Soprassedendo sulla necessità o sul valore artistico ricercato nel voler replicare i classici Disney più amati con versioni rivedute e aggiornate e attori in carne ed ossa, a questo Aladdin almeno si può riconoscere il merito di aver mantenuto quasi inalterati la magia, la spensieratezza e il divertimento che ci si aspetta di ritrovare in un prodotto del genere, rivolto soprattutto ad un pubblico di famiglie, il che era il minimo richiesto.

 

La dinamica regia del buon Guy Ritchie offre un notevole contributo, garantendo un ritmo sciolto e incalzante ad una sceneggiatura che devia leggermente dall’originale del 1992, pur edulcorandone alcune scene e dialoghi, che talvolta risultano meno incisivi e perfino più bambineschi.

 

Se il protagonista impersonato dal simpatico Mena Massoud per fattezze e carisma rispecchia abbastanza fedelmente la sua controparte animata, la principessa Jasmine della bellissima Naomi Scott guadagna maggiore spazio, sull’onda di un femminismo 2.0 oramai imperante ad Hollywood e nella Disney, che tuttavia qui non stona in maniera eccessiva. I due giovani attori insieme hanno una buona chimica, pur risultando forse meno sensuali della versione animata.

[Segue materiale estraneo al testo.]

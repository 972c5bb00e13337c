use thiserror::Error;

use crate::relay::ChannelError;

#[derive(Error, Debug)]
pub enum ServerError {
    #[error("IO error: {0}")]
    Io(#[from] std::io::Error),

    #[error("SSH error: {0}")]
    Ssh(#[from] russh::Error),

    #[error("SSH key error: {0}")]
    SshKey(#[from] russh::keys::Error),

    #[error("Authentication failed via {0}")]
    AuthFailed(String),

    #[error("Invalid configuration: {0}")]
    InvalidConfig(String),

    #[error("Config parse error: {0}")]
    ConfigParse(#[from] toml::de::Error),

    #[error("Password hash error: {0}")]
    PasswordHash(String),

    #[error("{0} '{1}' not found")]
    NotFound(String, String),

    #[error("Channel error: {0}")]
    Channel(#[from] ChannelError),

    #[error("Interactive prompt was cancelled")]
    PromptCancelled,

    #[error("Other error: {0}")]
    Other(String),
}

impl ServerError {
    pub fn not_found(kind: &str, name: impl AsRef<str>) -> Self {
        Self::NotFound(kind.to_string(), name.as_ref().to_string())
    }

    pub fn invalid_config(msg: impl Into<String>) -> Self {
        Self::InvalidConfig(msg.into())
    }
}

pub type ServerResult<T> = Result<T, ServerError>;
//! Session proxy runtime.
//!
//! A [`proxy::ProxyServer`] takes an authenticated client, checks access, resolves account
//! credentials, connects to the target while showing a progress counter, and bridges the two
//! until either side closes. The [`ssh_server`] module exposes it over an SSH listener.

pub mod access;
pub mod auth;
pub mod authz;
pub mod bridge;
pub mod client;
pub mod config;
pub mod credential;
pub mod error;
pub mod format;
pub mod logging;
pub mod progress;
pub mod proxy;
pub mod recorder;
pub mod relay;
pub mod resize;
pub mod sessions;
pub mod ssh_server;

#[cfg(test)]
pub(crate) mod test_support;

pub use error::{ServerError, ServerResult};
pub use proxy::{ProxyContext, ProxyOutcome, ProxyServer, ProxySession};
pub use ssh_server::run_ssh_server;
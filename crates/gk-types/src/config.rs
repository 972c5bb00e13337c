//! Configuration structs for the proxy server, loaded from TOML.
use std::{fmt, path::PathBuf};

use serde::{Deserialize, Serialize};

use crate::target::TargetDescriptor;

pub const DEFAULT_SERVER_PORT: u16 = 2222;
pub const DEFAULT_TARGET_PORT: u16 = 22;

/// Top-level configuration file.
#[derive(Clone, Debug, Default, PartialEq, Eq, Serialize, Deserialize)]
pub struct GatekeeperConfig {
    #[serde(default)]
    pub server: ServerConfig,
    #[serde(default)]
    pub proxy: ProxyConfig,
    #[serde(default)]
    pub users: Vec<UserEntry>,
    #[serde(default)]
    pub targets: Vec<TargetEntry>,
    #[serde(default)]
    pub accounts: Vec<AccountEntry>,
    #[serde(default)]
    pub grants: Vec<GrantEntry>,
}

/// Runtime configuration for the front-end SSH listener.
#[derive(Clone, Debug, PartialEq, Eq, Serialize, Deserialize)]
#[serde(default)]
pub struct ServerConfig {
    /// IP address or hostname to bind the SSH listener to (e.g. `127.0.0.1`).
    pub bind: String,
    /// TCP port the SSH listener accepts clients on.
    pub port: u16,
    /// Where the server host key is read from, or generated into on first start.
    pub host_key_path: PathBuf,
    /// Log level applied when `RUST_LOG` is unset and no `--log-level` flag is given.
    /// Re-read on SIGHUP.
    pub log_level: Option<String>,
}

impl Default for ServerConfig {
    fn default() -> Self {
        Self {
            bind: "127.0.0.1".to_string(),
            port: DEFAULT_SERVER_PORT,
            host_key_path: PathBuf::from("gk_host_ed25519"),
            log_level: None,
        }
    }
}

/// Knobs for a single proxy attempt.
#[derive(Clone, Debug, PartialEq, Eq, Serialize, Deserialize)]
#[serde(default)]
pub struct ProxyConfig {
    /// Hard deadline for establishing the backend connection.
    pub connect_timeout_secs: u64,
    /// How long the "Connecting to ..." counter keeps ticking.
    pub progress_timeout_secs: u64,
    /// Check access before resolving credentials, so denied users are never prompted.
    pub check_access_first: bool,
    /// Size of the in-memory replay buffer kept per session.
    pub replay_buffer_bytes: usize,
}

impl Default for ProxyConfig {
    fn default() -> Self {
        Self {
            connect_timeout_secs: 10,
            progress_timeout_secs: 10,
            check_access_first: true,
            replay_buffer_bytes: 64 * 1024,
        }
    }
}

/// A front-end user allowed to log in to the proxy.
#[derive(Clone, Debug, PartialEq, Eq, Serialize, Deserialize)]
pub struct UserEntry {
    pub name: String,
    /// Argon2 PHC string (`gk-server hash-password`).
    pub password_hash: String,
}

#[derive(Clone, Debug, PartialEq, Eq, Serialize, Deserialize)]
pub struct TargetEntry {
    pub name: String,
    pub address: String,
    #[serde(default = "default_target_port")]
    pub port: u16,
    #[serde(default)]
    pub host_key: Option<String>,
    #[serde(default)]
    pub legacy_crypto: bool,
    /// Account used when the login name does not name one.
    #[serde(default)]
    pub default_account: Option<String>,
}

fn default_target_port() -> u16 {
    DEFAULT_TARGET_PORT
}

impl From<&TargetEntry> for TargetDescriptor {
    fn from(entry: &TargetEntry) -> Self {
        Self {
            name: entry.name.clone(),
            address: entry.address.clone(),
            port: entry.port,
            host_key: entry.host_key.clone(),
            legacy_crypto: entry.legacy_crypto,
        }
    }
}

/// Stored account on one or more targets. Secrets are optional; a missing secret is prompted for.
#[derive(Clone, PartialEq, Eq, Serialize, Deserialize)]
pub struct AccountEntry {
    pub name: String,
    /// Login name on the target; defaults to `name`.
    #[serde(default)]
    pub username: Option<String>,
    #[serde(default)]
    pub password: Option<String>,
    #[serde(default)]
    pub private_key: Option<String>,
    #[serde(default)]
    pub key_passphrase: Option<String>,
}

impl AccountEntry {
    pub fn login_name(&self) -> &str {
        self.username.as_deref().unwrap_or(&self.name)
    }
}

impl fmt::Debug for AccountEntry {
    fn fmt(&self, f: &mut fmt::Formatter<'_>) -> fmt::Result {
        f.debug_struct("AccountEntry")
            .field("name", &self.name)
            .field("username", &self.username)
            .field("password", &self.password.as_ref().map(|_| "[REDACTED]"))
            .field("private_key", &self.private_key.as_ref().map(|_| "[REDACTED]"))
            .field("key_passphrase", &self.key_passphrase.as_ref().map(|_| "[REDACTED]"))
            .finish()
    }
}

/// Allows `user` to reach `target` as any of `accounts`.
#[derive(Clone, Debug, PartialEq, Eq, Serialize, Deserialize)]
pub struct GrantEntry {
    pub user: String,
    pub target: String,
    pub accounts: Vec<String>,
}

#[cfg(test)]
mod tests {
    use super::*;

    #[test]
    fn minimal_file_uses_defaults() {
        let config: GatekeeperConfig = toml::from_str(
            r#"
            [[targets]]
            name = "web01"
            address = "10.0.0.5"
            "#,
        )
        .unwrap();

        assert_eq!(config.server, ServerConfig::default());
        assert_eq!(config.proxy, ProxyConfig::default());
        assert_eq!(config.targets[0].port, DEFAULT_TARGET_PORT);
        assert!(config.targets[0].default_account.is_none());
    }

    #[test]
    fn account_debug_hides_secrets() {
        let entry = AccountEntry {
            name: "root".into(),
            username: None,
            password: Some("hunter2".into()),
            private_key: None,
            key_passphrase: None,
        };
        assert!(!format!("{entry:?}").contains("hunter2"));
        assert_eq!(entry.login_name(), "root");
    }
}
//! Backend side of a proxied session.
//!
//! A [`ConnectionEstablisher`] turns a target and an account into a live [`ServerChannel`].
//! The SSH implementation lives in [`ssh`]; tests substitute in-memory channels.

pub mod handler;
pub mod ssh;

use std::sync::Arc;

use async_trait::async_trait;
use gk_types::{AccountDescriptor, TargetDescriptor, TerminalSize};
use tokio::sync::mpsc;

use crate::client::TerminalMeta;

pub use handler::TargetKeyHandler;
pub use ssh::{SshChannel, SshEstablisher};

/// Errors raised by a live backend channel.
#[derive(Debug, thiserror::Error)]
pub enum ChannelError {
    #[error("Channel is closed")]
    Closed,
    #[error("Resize failed: {0}")]
    ResizeFailed(String),
}

/// Live duplex channel to a target.
#[async_trait]
pub trait ServerChannel: Send + Sync {
    /// Forward client input to the target.
    async fn send(&self, data: Vec<u8>) -> Result<(), ChannelError>;

    /// Take the target output stream. Yields `Some` exactly once; the stream ends when the target closes.
    fn take_output(&self) -> Option<mpsc::UnboundedReceiver<Vec<u8>>>;

    /// Apply a new terminal size to the remote pty.
    async fn resize(&self, size: TerminalSize) -> Result<(), ChannelError>;

    /// Close the channel. Repeated calls are harmless.
    async fn close(&self);
}

/// Human-readable reason a connection could not be established.
#[derive(Debug, Clone, PartialEq, Eq)]
pub struct ConnectFailure {
    pub message: String,
}

impl ConnectFailure {
    pub fn new(message: impl Into<String>) -> Self {
        Self { message: message.into() }
    }
}

impl std::fmt::Display for ConnectFailure {
    fn fmt(&self, f: &mut std::fmt::Formatter<'_>) -> std::fmt::Result {
        f.write_str(&self.message)
    }
}

impl From<crate::error::ServerError> for ConnectFailure {
    fn from(err: crate::error::ServerError) -> Self {
        Self::new(err.to_string())
    }
}

#[async_trait]
pub trait ConnectionEstablisher: Send + Sync {
    /// Connect, authenticate and open an interactive pty channel sized from `term`.
    async fn establish(
        &self,
        target: &TargetDescriptor,
        account: &AccountDescriptor,
        term: &TerminalMeta,
    ) -> Result<Arc<dyn ServerChannel>, ConnectFailure>;
}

Brillante l’interpretazione di Will Smith nei panni di un genio un po’ meno esuberante e logorroico e un po’ più fraterno e compassato rispetto a quello cui diede ispirazione Robin Williams, che tra l’altro si trova ad interagire con un inedito personaggio femminile, l’accorta ancella della principessa. A deludere è invece la scelta dell’antagonista Jafar, al quale si è voluto dare un volto più giovane, quello di Marwan Kenzari, e delle motivazioni più circostanziate, ma che pecca di scarsa presenza scenica, non trasmettendo quella stessa viscida cattiveria del suo alter ego a disegni.

 

La memorabile colonna sonora di Alan Menken è riproposta con qualche riarrangiamento e una nuova canzone, poco incisiva, affidata alla coprotagonista, ma c’è anche uno spassoso momento che omaggia il cinema bollywoodiano, sfociando in una coreografica sequenza di ballo.

 

Per il resto, costumi e scenografie la fanno da padroni, abbagliando per sfarzosità e brillantezza dei colori, mentre la fotografia nelle scene meno luminose è poco nitida, e la CGI perde qualche colpo nelle più frenetiche scene d’azione. A tal proposito la volontà di non usare animali veri se da un lato è apprezzabile e comprensibile per via di costi, tempi e difficoltà, dall’altra fa un po’ storcere il naso, anche perché il lavoro fatto al computer non è del tutto impeccabile, e forse si sarebbe almeno potuto evitare di rendere la scimmietta Abù o il pappagallo Iago totalmente digitali, vista la loro importanza ai fini della trama.

 

Nell’insieme la pellicola è comunque gradevole e si lascia seguire senza tanti problemi, a patto che si sia disposti a lasciarsi trasportare dalla fantasia e regredire di qualche anno.